ASSIGNED TASK: Each line from the beginning of the data below through the line containing "use tempfile::TempDir;" should be repeated exactly, please.

ENTRIES SUPPLIED:

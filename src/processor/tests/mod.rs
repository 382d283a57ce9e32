//! Integration tests for the processor module
//!
//! Tests the complete subset pipeline against small data directories
//! built in temporary folders.

pub mod basic_processing;

use serde_json::{Value, json};
use std::fs;
use std::path::PathBuf;
use tempfile::TempDir;

/// Scratch layout for one run: a subset file, a data directory and an output directory
pub struct TestLayout {
    pub temp_dir: TempDir,
    pub subset_path: PathBuf,
    pub data_dir: PathBuf,
    pub output_dir: PathBuf,
}

impl TestLayout {
    pub fn new(subset: Value) -> Self {
        let temp_dir = TempDir::new().unwrap();
        let subset_path = temp_dir.path().join("reach-subset.json");
        let data_dir = temp_dir.path().join("json-data");
        let output_dir = temp_dir.path().join("subset-out");
        fs::create_dir_all(&data_dir).unwrap();
        fs::create_dir_all(&output_dir).unwrap();
        fs::write(&subset_path, subset.to_string()).unwrap();

        Self {
            temp_dir,
            subset_path,
            data_dir,
            output_dir,
        }
    }

    /// Layout with all five datasets populated
    pub fn with_sample_data(subset: Value) -> Self {
        let layout = Self::new(subset);
        for (name, contents) in sample_datasets() {
            layout.write_input(name, &contents.to_string());
        }
        layout
    }

    pub fn write_input(&self, name: &str, contents: &str) {
        fs::write(self.data_dir.join(name), contents).unwrap();
    }

    pub fn remove_input(&self, name: &str) {
        fs::remove_file(self.data_dir.join(name)).unwrap();
    }

    pub fn read_output(&self, name: &str) -> Value {
        let text = fs::read_to_string(self.output_dir.join(name)).unwrap();
        serde_json::from_str(&text).unwrap()
    }

    pub fn output_exists(&self, name: &str) -> bool {
        self.output_dir.join(name).exists()
    }
}

/// Five small datasets around reaches 12300001 and 12300002 (continent 1, basin 123000)
pub fn sample_datasets() -> Vec<(&'static str, Value)> {
    vec![
        (
            "basin.json",
            json!([
                {"basin_id": 123000, "name": "first"},
                {"basin_id": 456000, "name": "second"},
                {"basin_id": 741001, "name": "third"}
            ]),
        ),
        (
            "continent.json",
            json!([
                {"AF": [1]},
                {"EU": [2]},
                {"NA": [7, 8, 9]}
            ]),
        ),
        (
            "reach_node.json",
            json!([
                [12300001, [1230000100011u64, 1230000100021u64]],
                ["99999999", [9999999900011u64]],
                ["12300002", [1230000200011u64]]
            ]),
        ),
        (
            "reaches.json",
            json!([
                {"reach_id": 12300001, "x": 1.5},
                {"reach_id": 99999999, "x": 2.5}
            ]),
        ),
        (
            "sets.json",
            json!([
                [{"reach_id": 99999999}],
                [{"reach_id": 12300002}, {"reach_id": 45600001}, {"reach_id": 12300001}]
            ]),
        ),
    ]
}
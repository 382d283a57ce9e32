//! Reach-node filter: records keyed by their first element.

use super::record_violation;
use crate::error::Result;
use crate::models::{DatasetKind, ReachNodeRecord, SubsetRequest};

/// Keep records whose leading reach identifier was requested
pub fn filter_reach_nodes(
    subset: &SubsetRequest,
    records: &[ReachNodeRecord],
) -> Result<Vec<ReachNodeRecord>> {
    let mut kept = Vec::new();
    for (index, record) in records.iter().enumerate() {
        let reach_id = record
            .reach_id()
            .map_err(|reason| record_violation(DatasetKind::ReachNode, index, reason))?;
        if subset.contains(reach_id) {
            kept.push(record.clone());
        }
    }
    Ok(kept)
}
//! Daemon entry point for the Slab MCP server.
//!
//! Loads configuration from the environment, builds the Slab GraphQL client,
//! and serves the MCP protocol over stdio.

mod config;
mod logging;

use std::process::ExitCode;
use std::sync::Arc;

use slab_core::client::SlabClient;
use slab_core::control::SlabControlPlane;
use slab_mcp::server::serve_stdio;
use tracing::{error, info};

use crate::config::SlabConfig;

#[tokio::main]
async fn main() -> ExitCode {
    let config = match SlabConfig::from_args() {
        Ok(config) => config,
        Err(err) => {
            logging::init(logging::DEFAULT_LOG_FILTER);
            error!("{err}");
            return ExitCode::FAILURE;
        }
    };
    logging::init(&config.log_filter);

    match run(config).await {
        Ok(()) => ExitCode::SUCCESS,
        Err(err) => {
            error!("[MCP Error] {err}");
            ExitCode::FAILURE
        }
    }
}

async fn run(config: SlabConfig) -> Result<(), Box<dyn std::error::Error + Send + Sync>> {
    info!(endpoint = %config.api_url, "starting slab-mcpd");
    let client = SlabClient::new(config.into_client_config())?;
    serve_stdio(Arc::new(SlabControlPlane::new(client))).await
}
use serde_json::{Map, Value};
use slab_model::queries::{GET_POST, GET_POST_OPERATION_NAME};
use tracing::info;

use super::{ControlError, SlabControlPlane};
use crate::format;

impl SlabControlPlane {
    /// Fetches a single post by id and renders it in full.
    ///
    /// # Errors
    /// Returns `ControlError` if the request fails or the payload cannot be decoded.
    pub async fn get_post(&self, post_id: &str) -> Result<String, ControlError> {
        info!(operation = GET_POST_OPERATION_NAME, post_id, "fetching slab post");

        let mut variables = Map::new();
        variables.insert("id".to_string(), Value::from(post_id));

        let data = self.client.execute(GET_POST, variables).await?;
        Ok(format::post_response(post_id, &data)?)
    }
}
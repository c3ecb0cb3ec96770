use rmcp::{
    ErrorData,
    handler::server::wrapper::Parameters,
    model::{CallToolResult, Content},
    schemars,
    tool,
    tool_router,
};
use serde::{Deserialize, Serialize};
use slab_core::control::DEFAULT_SEARCH_LIMIT;

use crate::{SlabMcp, helpers};

pub const SEARCH_TOOL_NAME: &str = "slab_search";

/// Parameters for searching Slab posts, users, and comments.
#[derive(Debug, Clone, Serialize, Deserialize, schemars::JsonSchema)]
pub struct SearchParams {
    /// Search query string
    pub query: String,
    /// Maximum number of results to return (default: 10)
    #[serde(default, skip_serializing_if = "Option::is_none")]
    pub limit: Option<u32>,
}

impl SearchParams {
    /// Requested page size; missing or zero falls back to the default.
    #[must_use]
    pub fn limit(&self) -> u32 {
        self.limit
            .filter(|limit| *limit > 0)
            .unwrap_or(DEFAULT_SEARCH_LIMIT)
    }
}

#[tool_router(router = tool_router_search, vis = "pub")]
impl SlabMcp {
    #[tool(description = "Search through Slab documentation and posts")]
    async fn slab_search(
        &self,
        Parameters(params): Parameters<SearchParams>,
    ) -> Result<CallToolResult, ErrorData> {
        let text = self
            .control
            .search(&params.query, params.limit())
            .await
            .map_err(|err| helpers::tool_failed(SEARCH_TOOL_NAME, &err))?;
        Ok(CallToolResult::success(vec![Content::text(text)]))
    }
}
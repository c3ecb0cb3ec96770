use serde_json::{Map, Value};
use slab_model::queries::{SEARCH_OPERATION_NAME, SEARCH_POSTS};
use tracing::{debug, info};

use super::{ControlError, SlabControlPlane};
use crate::format;

/// Page size used when the caller does not pick one.
pub const DEFAULT_SEARCH_LIMIT: u32 = 10;

impl SlabControlPlane {
    /// Searches posts, users, and comments and renders the first page.
    ///
    /// # Errors
    /// Returns `ControlError` if the request fails or the payload cannot be decoded.
    pub async fn search(&self, term: &str, limit: u32) -> Result<String, ControlError> {
        info!(operation = SEARCH_OPERATION_NAME, term, limit, "searching slab");

        let mut variables = Map::new();
        variables.insert("query".to_string(), Value::from(term));
        variables.insert("first".to_string(), Value::from(limit));

        let data = self.client.execute(SEARCH_POSTS, variables).await?;
        if let Some(page_info) = data.pointer("/search/pageInfo") {
            debug!(%page_info, "search page info");
        }

        Ok(format::search_response(term, &data)?)
    }
}
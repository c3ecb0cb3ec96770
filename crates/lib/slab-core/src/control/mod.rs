use std::{error::Error, fmt};

use crate::client::{ClientError, SlabClient};

pub mod post;
pub mod search;

pub use search::DEFAULT_SEARCH_LIMIT;

#[derive(Debug)]
pub enum ControlError {
    Client(ClientError),
    Decode(serde_json::Error),
}

impl fmt::Display for ControlError {
    fn fmt(&self, f: &mut fmt::Formatter<'_>) -> fmt::Result {
        match self {
            Self::Client(err) => write!(f, "{err}"),
            Self::Decode(err) => write!(f, "unexpected response shape: {err}"),
        }
    }
}

impl Error for ControlError {
    fn source(&self) -> Option<&(dyn Error + 'static)> {
        match self {
            Self::Client(err) => Some(err),
            Self::Decode(err) => Some(err),
        }
    }
}

impl From<ClientError> for ControlError {
    fn from(err: ClientError) -> Self {
        Self::Client(err)
    }
}

impl From<serde_json::Error> for ControlError {
    fn from(err: serde_json::Error) -> Self {
        Self::Decode(err)
    }
}

/// Entry point for the Slab operations exposed as tools.
///
/// Each operation returns rendered text. "Nothing found" outcomes and
/// GraphQL errors echoed inside the data payload are `Ok` text; transport and
/// envelope failures are `Err`.
#[derive(Clone, Debug)]
pub struct SlabControlPlane {
    client: SlabClient,
}

impl SlabControlPlane {
    #[must_use]
    pub const fn new(client: SlabClient) -> Self {
        Self { client }
    }
}
//! GraphQL documents sent to the Slab API.

/// Full-text search over posts, users, and comments.
///
/// Variables: `query: String!`, `first: Int`.
pub const SEARCH_POSTS: &str = r"
query SearchPosts($query: String!, $first: Int) {
  search(query: $query, first: $first) {
    edges {
      node {
        ... on PostSearchResult {
          title
          content
          highlight
          post {
            id
            title
            content
            insertedAt
            updatedAt
            publishedAt
            owner {
              id
              name
              email
            }
            topics {
              id
              name
            }
          }
        }
        ... on UserSearchResult {
          name
          title
          description
          user {
            id
            name
            email
          }
        }
        ... on CommentSearchResult {
          content
          comment {
            id
            content
            insertedAt
            author {
              id
              name
              email
            }
          }
        }
      }
    }
    pageInfo {
      hasNextPage
      hasPreviousPage
      startCursor
      endCursor
    }
  }
}
";

/// Single post lookup. Variables: `id: ID!`.
pub const GET_POST: &str = r"
query GetPost($id: ID!) {
  post(id: $id) {
    id
    title
    content
    insertedAt
    updatedAt
    publishedAt
    owner {
      id
      name
      email
    }
    topics {
      id
      name
    }
  }
}
";

pub const SEARCH_OPERATION_NAME: &str = "SearchPosts";
pub const GET_POST_OPERATION_NAME: &str = "GetPost";
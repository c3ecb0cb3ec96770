use clap::Parser;
use secrecy::SecretString;
use slab_core::client::{ClientConfig, DEFAULT_ENDPOINT, Url};
use std::error::Error;
use std::fmt;

use crate::logging::DEFAULT_LOG_FILTER;

const API_TOKEN_VAR: &str = "SLAB_API_TOKEN";
const API_URL_VAR: &str = "SLAB_API_URL";

#[derive(Parser)]
#[command(name = "slab-mcpd", version, about = "Slab MCP daemon.")]
struct CliArgs {
    /// Slab API token, sent verbatim as the Authorization header.
    #[arg(long, env = API_TOKEN_VAR, hide_env_values = true)]
    api_token: Option<String>,

    /// Slab GraphQL endpoint.
    #[arg(long, env = API_URL_VAR, default_value = DEFAULT_ENDPOINT)]
    api_url: String,

    /// Log filter directives, e.g. `info` or `slab_core=debug`.
    #[arg(long, env = "SLAB_LOG", default_value = DEFAULT_LOG_FILTER)]
    log_filter: String,
}

/// Runtime configuration loaded from CLI arguments and environment variables.
#[derive(Debug)]
pub struct SlabConfig {
    pub api_url: Url,
    pub api_token: SecretString,
    pub log_filter: String,
}

#[derive(Debug)]
pub enum ConfigError {
    MissingSetting(&'static str),
    InvalidSetting { name: &'static str, value: String },
}

impl fmt::Display for ConfigError {
    fn fmt(&self, f: &mut fmt::Formatter<'_>) -> fmt::Result {
        match self {
            Self::MissingSetting(name) => write!(f, "{name} environment variable is required"),
            Self::InvalidSetting { name, value } => {
                write!(f, "invalid {name} value: {value}")
            }
        }
    }
}

impl Error for ConfigError {}

impl SlabConfig {
    pub fn from_args() -> Result<Self, ConfigError> {
        let args = CliArgs::parse();
        Self::try_from(args)
    }

    pub fn into_client_config(self) -> ClientConfig {
        ClientConfig::new(self.api_url, self.api_token)
    }
}

impl TryFrom<CliArgs> for SlabConfig {
    type Error = ConfigError;

    fn try_from(args: CliArgs) -> Result<Self, Self::Error> {
        let api_token = args
            .api_token
            .filter(|value| !value.trim().is_empty())
            .ok_or(ConfigError::MissingSetting(API_TOKEN_VAR))?;

        let api_url = Url::parse(args.api_url.trim()).map_err(|_| ConfigError::InvalidSetting {
            name: API_URL_VAR,
            value: args.api_url.clone(),
        })?;

        let log_filter = if args.log_filter.trim().is_empty() {
            DEFAULT_LOG_FILTER.to_string()
        } else {
            args.log_filter
        };

        Ok(Self {
            api_url,
            api_token: SecretString::from(api_token),
            log_filter,
        })
    }
}
//! Core services for slab-mcp.
//!
//! This crate owns the GraphQL client for the Slab API, the Quill delta text
//! extraction, the plain-text rendering of search and post results, and the
//! control plane that ties them together for the MCP tools.

pub mod client;
pub mod control;
pub mod format;
pub mod rich_text;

SOLUTION FOR THIS EXERCISE:
filename src/processor/tests/mod.rs
repository 382d283a57ce9e32
//! Integration tests for the processor module
//!
//! Tests the complete subset pipeline against small data directories
//! built in temporary folders.

pub mod basic_processing;

use serde_json::{Value, json};
use std::fs;
use std::path::PathBuf;
use tempfile::TempDir;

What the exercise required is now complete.